The 8-bit Apple II is the core of the family. Woz designed the original in 1976, Apple shipped the II in 1977, and the line kept going — II Plus, IIe, Platinum IIe, IIc, IIc Plus — until the last IIe ended production in October 1993. Sixteen and a half years on store shelves, which is still a record for a personal computer model.

It matters because VisiCalc shipped on it in October 1979 and single-handedly moved the personal computer out of hobbyist rooms and into offices. Dan Bricklin's spreadsheet was Apple II-only for a long time. Every subsequent business-machine purchase chain started there.

The models, briefly:

  • Apple II (1977) — the original. Up to 48 KB RAM, cassette storage, Integer BASIC in ROM. Rare and expensive now.
  • Apple II Plus (1979) — Applesoft BASIC in ROM, 48 KB standard, the first really successful model.
  • Apple IIe (1983) — Enhanced keyboard with all the keys you'd expect, 64 KB RAM standard, 80-column card support. The one you want for everyday use.
  • Apple IIe Platinum (1987) — silver case, numeric keypad, numeric keypad, same internals as the enhanced IIe.
  • Apple IIc (1984) — the "portable" (it's luggable, not portable). Built-in 5.25" drive, no internal expansion slots, PSU brick on the floor.
  • Apple IIc Plus (1988) — final 8-bit model. Built-in 3.5" drive, accelerated to about 4 MHz.

What the community works on:

  • 6502 and 65C02 assembly with Merlin, cc65, and Lisa. The assembly culture here is strong — more active than most other 8-bit platforms in 2026.
  • Applesoft BASIC for quick work. Still the language most Apple II people first learned.
  • ProDOS and DOS 3.3 — the two main disk operating systems. ProDOS 2.4.2 (the community-maintained update) runs fine on every 8-bit model.
  • GamesWizardry, Ultima I-V, Bard's Tale, Karateka, Prince of Persia, Archon, Lode Runner. A huge catalog. The 2026 homebrew scene is smaller than the C64's but ships a handful of new titles a year.
  • Modern storage — CFFA3000, Floppy Emu, and BOOTI are the main options. CFFA3000 plugs into a slot and gives you every disk image on a CompactFlash card; Floppy Emu acts as a real drive for machines without expansion slots.

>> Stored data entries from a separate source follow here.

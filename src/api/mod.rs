//! JSON API Module
//!
//! Machine-readable twins of the storefront pages plus a liveness probe:
//! - Response models (ApiError envelope, health payload)
//! - Route handlers for `/api/restaurants/*` and `/healthz`

pub mod handlers;
pub mod models;

// Re-export commonly used types and functions
pub use handlers::routes;
pub use models::{ApiError, ApiFailure};
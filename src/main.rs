use std::process::ExitCode;

use restaurant_storefront::server::start_server;
use tracing::error;

#[tokio::main]
async fn main() -> ExitCode {
    match start_server().await {
        Ok(()) => ExitCode::SUCCESS,
        Err(e) => {
            error!("{e}");
            ExitCode::FAILURE
        }
    }
}
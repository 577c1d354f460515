//! Environment configuration
//!
//! | variable       | default                           |
//! |----------------|-----------------------------------|
//! | `HOST`         | `0.0.0.0`                         |
//! | `PORT`         | `8000`                            |
//! | `DATABASE_URL` | unset, in-memory store            |
//! | `SEED_FILE`    | `<assets>/seed.json` when present |
//! | `IMAGE_HOSTS`  | `drive.google.com,u9a6wmr3as.ufs.sh` |
//!
//! A `.env` file in the working directory is loaded first when present.

use std::{
    env,
    fmt::Display,
    net::{IpAddr, SocketAddr},
    path::PathBuf,
    str::FromStr,
};

use thiserror::Error;
use tracing::{debug, info};

use crate::view::DEFAULT_IMAGE_HOSTS;

#[derive(Debug, Error, PartialEq, Eq)]
pub enum ConfigError {
    #[error("Invalid {key} value {value:?}: {reason}")]
    InvalidValue {
        key: &'static str,
        value: String,
        reason: String,
    },
}

#[derive(Debug, Clone, PartialEq, Eq)]
pub struct Config {
    pub host: IpAddr,
    pub port: u16,
    /// SQLite URL; `None` selects the in-memory store
    pub database_url: Option<String>,
    /// Explicit seed file; `None` falls back to `<assets>/seed.json`
    pub seed_file: Option<PathBuf>,
    pub image_hosts: Vec<String>,
}

impl Config {
    /// Loads `.env` (if any) and reads the process environment.
    pub fn load() -> Result<Self, ConfigError> {
        match dotenvy::dotenv() {
            Ok(path) => info!("Loaded environment from {}", path.display()),
            Err(e) => debug!("No .env file loaded: {e}"),
        }

        Self::from_lookup(|key| env::var(key).ok())
    }

    /// Builds the configuration from an arbitrary variable source.
    pub fn from_lookup<F>(lookup: F) -> Result<Self, ConfigError>
    where
        F: Fn(&str) -> Option<String>,
    {
        let image_hosts = match non_empty(&lookup, "IMAGE_HOSTS") {
            Some(raw) => {
                let hosts: Vec<String> = raw
                    .split(',')
                    .map(str::trim)
                    .filter(|host| !host.is_empty())
                    .map(str::to_owned)
                    .collect();
                if hosts.is_empty() {
                    return Err(ConfigError::InvalidValue {
                        key: "IMAGE_HOSTS",
                        value: raw,
                        reason: "no hostnames listed".to_owned(),
                    });
                }
                hosts
            }
            None => DEFAULT_IMAGE_HOSTS.map(str::to_owned).to_vec(),
        };

        Ok(Self {
            host: try_load(&lookup, "HOST", "0.0.0.0")?,
            port: try_load(&lookup, "PORT", "8000")?,
            database_url: non_empty(&lookup, "DATABASE_URL"),
            seed_file: non_empty(&lookup, "SEED_FILE").map(PathBuf::from),
            image_hosts,
        })
    }

    pub fn bind_address(&self) -> SocketAddr {
        SocketAddr::new(self.host, self.port)
    }
}

fn non_empty<F>(lookup: &F, key: &str) -> Option<String>
where
    F: Fn(&str) -> Option<String>,
{
    lookup(key)
        .map(|value| value.trim().to_owned())
        .filter(|value| !value.is_empty())
}

fn try_load<T, F>(lookup: &F, key: &'static str, default: &str) -> Result<T, ConfigError>
where
    T: FromStr,
    T::Err: Display,
    F: Fn(&str) -> Option<String>,
{
    let value = non_empty(lookup, key).unwrap_or_else(|| {
        info!("{key} not set, using default: {default}");
        default.to_owned()
    });

    value.parse().map_err(|e: T::Err| ConfigError::InvalidValue {
        key,
        reason: e.to_string(),
        value,
    })
}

Prices in 2026: an enhanced IIe with a disk drive and monitor runs $150–400 for a tested setup. IIc with PSU and monitor runs similar. IIc Plus is rarer and a bit more. Watch for yellowed plastic from decades of UV — retrobrighting works but it's labor.

Emulate with AppleWin, Virtual II, or MAME. The Apple II forum handles both the 8-bit and IIgs discussion.

Browse the Apple 2 Forum

Frequently Asked Questions

What's the best 8-bit Apple II to buy?

An enhanced Apple IIe is the sweet spot — 64 KB RAM standard, lowercase letters and a full keyboard, 80-column support, and it accepts an accelerator card. IIe Platinum is the same internally but prettier. The IIc is compact but lacks slots, so less flexibility for upgrades.

Does the Apple II run Macintosh software?

No. Apple II runs MOS 6502/65C02; Macintosh runs Motorola 68000. Different CPU families, different software libraries. Some Mac software has Apple II equivalents (the two platforms coexisted at Apple for years) but they're separate ports, not shared binaries.

DOS 3.3 or ProDOS?

ProDOS for anything from 1983 onward. It supports hierarchical directories, larger disks, and is still actively maintained — ProDOS 2.4.2 came out in 2016 and runs on every 8-bit Apple II. DOS 3.3 is simpler and was standard on earlier machines; it's fine for period-authentic use with very early software.

How do I get software onto a real Apple II?

Best modern options: CFFA3000 (plugs into a slot, reads disk images from CompactFlash — fast, easy), Floppy Emu (external SD-card drive for machines without expansion slots like the IIc), or BOOTI (a newer slot card from BMOW). Real 5.25" disks still work if you have the patience.

What about retrobrighting yellowed plastic?

Retrobright works but takes time and can make the plastic brittle long-term. The formula: hydrogen peroxide cream (like salon developer) + UV light for several hours. Works well on IIe cases; be more cautious with the IIc because the plastic is thinner.